Download or read book Protein Misfolding and Disease written by Peter Bross. This book was released on 2008-02-02. Available in PDF, EPUB and Kindle. Book excerpt: For decades it has been known that structured conformations are important for the proper functioning of most cellular proteins. However, appreciation that protein folding to the functional conformations as well as the structural maintenance of protein molecules are very complex processes has only emerged during the last ten years. The intimate interplay uncovered by this scientific development led us to realize that perturbations of the protein folding process and disturbances of conformational maintenance are major disease mechanisms. This development has given rise to the concept of conformational diseases and the broader signature of protein folding diseases, comprising diseases in which mutations or environmental stresses may result in a partial misfolding that leads then to alternative conformations capable of disturbing cellular processes.
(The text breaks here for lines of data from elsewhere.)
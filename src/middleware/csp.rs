use crate::store::{PolicyStore, RequestContext};
use actix_web::{
    dev::{forward_ready, Service, ServiceRequest, ServiceResponse, Transform},
    Error, HttpMessage,
};
use futures::future::{ready, LocalBoxFuture, Ready};
use std::{rc::Rc, sync::Arc};

pub type ContextSelector = Arc<dyn Fn(&ServiceRequest) -> RequestContext + Send + Sync>;

/// Header-emitting middleware. Selects the request's context, then writes
/// the compiled header pairs for that context onto the response.
#[derive(Clone)]
pub struct CspManager {
    store: Arc<PolicyStore>,
    selector: ContextSelector,
}

impl CspManager {
    pub fn new(store: Arc<PolicyStore>) -> Self {
        Self {
            store,
            selector: Arc::new(|_| RequestContext::Frontend),
        }
    }

    /// Replaces the context selector. An explicit `RequestContext` in the
    /// request extensions still wins over the selector.
    pub fn with_selector<F>(mut self, selector: F) -> Self
    where
        F: Fn(&ServiceRequest) -> RequestContext + Send + Sync + 'static,
    {
        self.selector = Arc::new(selector);
        self
    }

    #[inline]
    pub fn store(&self) -> Arc<PolicyStore> {
        self.store.clone()
    }
}

/// Selector mapping requests under `admin_prefix` to the admin context and
/// everything else to the anonymous frontend context.
pub fn path_selector(
    admin_prefix: &'static str,
) -> impl Fn(&ServiceRequest) -> RequestContext + Send + Sync + 'static {
    move |req| {
        if req.path().starts_with(admin_prefix) {
            RequestContext::Admin
        } else {
            RequestContext::Frontend
        }
    }
}

impl<S, B> Transform<S, ServiceRequest> for CspManager
where
    S: Service<ServiceRequest, Response = ServiceResponse<B>, Error = Error> + 'static,
    S::Future: 'static,
    B: 'static,
{
    type Response = ServiceResponse<B>;
    type Error = Error;
    type Transform = CspManagerService<S>;
    type InitError = ();
    type Future = Ready<Result<Self::Transform, Self::InitError>>;

    fn new_transform(&self, service: S) -> Self::Future {
        ready(Ok(CspManagerService {
            service: Rc::new(service),
            store: self.store.clone(),
            selector: self.selector.clone(),
        }))
    }
}

pub struct CspManagerService<S> {
    service: Rc<S>,
    store: Arc<PolicyStore>,
    selector: ContextSelector,
}

impl<S, B> Service<ServiceRequest> for CspManagerService<S>
where
    S: Service<ServiceRequest, Response = ServiceResponse<B>, Error = Error> + 'static,
    S::Future: 'static,
    B: 'static,
{
    type Response = ServiceResponse<B>;
    type Error = Error;
    type Future = LocalBoxFuture<'static, Result<Self::Response, Self::Error>>;

    forward_ready!(service);

    fn call(&self, req: ServiceRequest) -> Self::Future {
        let service = self.service.clone();
        let store = self.store.clone();

        let context = req
            .extensions()
            .get::<RequestContext>()
            .copied()
            .unwrap_or_else(|| (self.selector)(&req));

        Box::pin(async move {
            let mut res = service.call(req).await?;

            let compiled = store.headers_for(context);
            log::debug!(
                "context {}: emitting {} header(s)",
                context,
                compiled.len()
            );

            let headers = res.headers_mut();
            for (name, value) in compiled.iter() {
                headers.insert(name.clone(), value.clone());
            }

            Ok(res)
        })
    }
}

#[inline]
pub fn csp_manager(store: Arc<PolicyStore>) -> CspManager {
    CspManager::new(store)
}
This may happen by self-association (aggregation), as in prion and Alzheimer’s diseases, or by incorporation of alternatively folded subunits into structural entities, as in collagen diseases. Another possibility is that folding to the native structure is impaired or abolished, resulting in decreased stea- state levels of the correctly folded protein, as is observed in cystic fibrosis and 1-antitrypsin deficiency, as well as in many enzyme deficiencies. In addition, deficiencies of proteins that are engaged in assisting and supervising protein folding (protein quality control) may impair the folding of many other proteins, resulting in pathological phenotypes. Examples of this are the spastic paraplegia attributable to mutations in mitochondrial protease/chaperone complexes.

Tau oligomers

2014-08-18 Medicine (General)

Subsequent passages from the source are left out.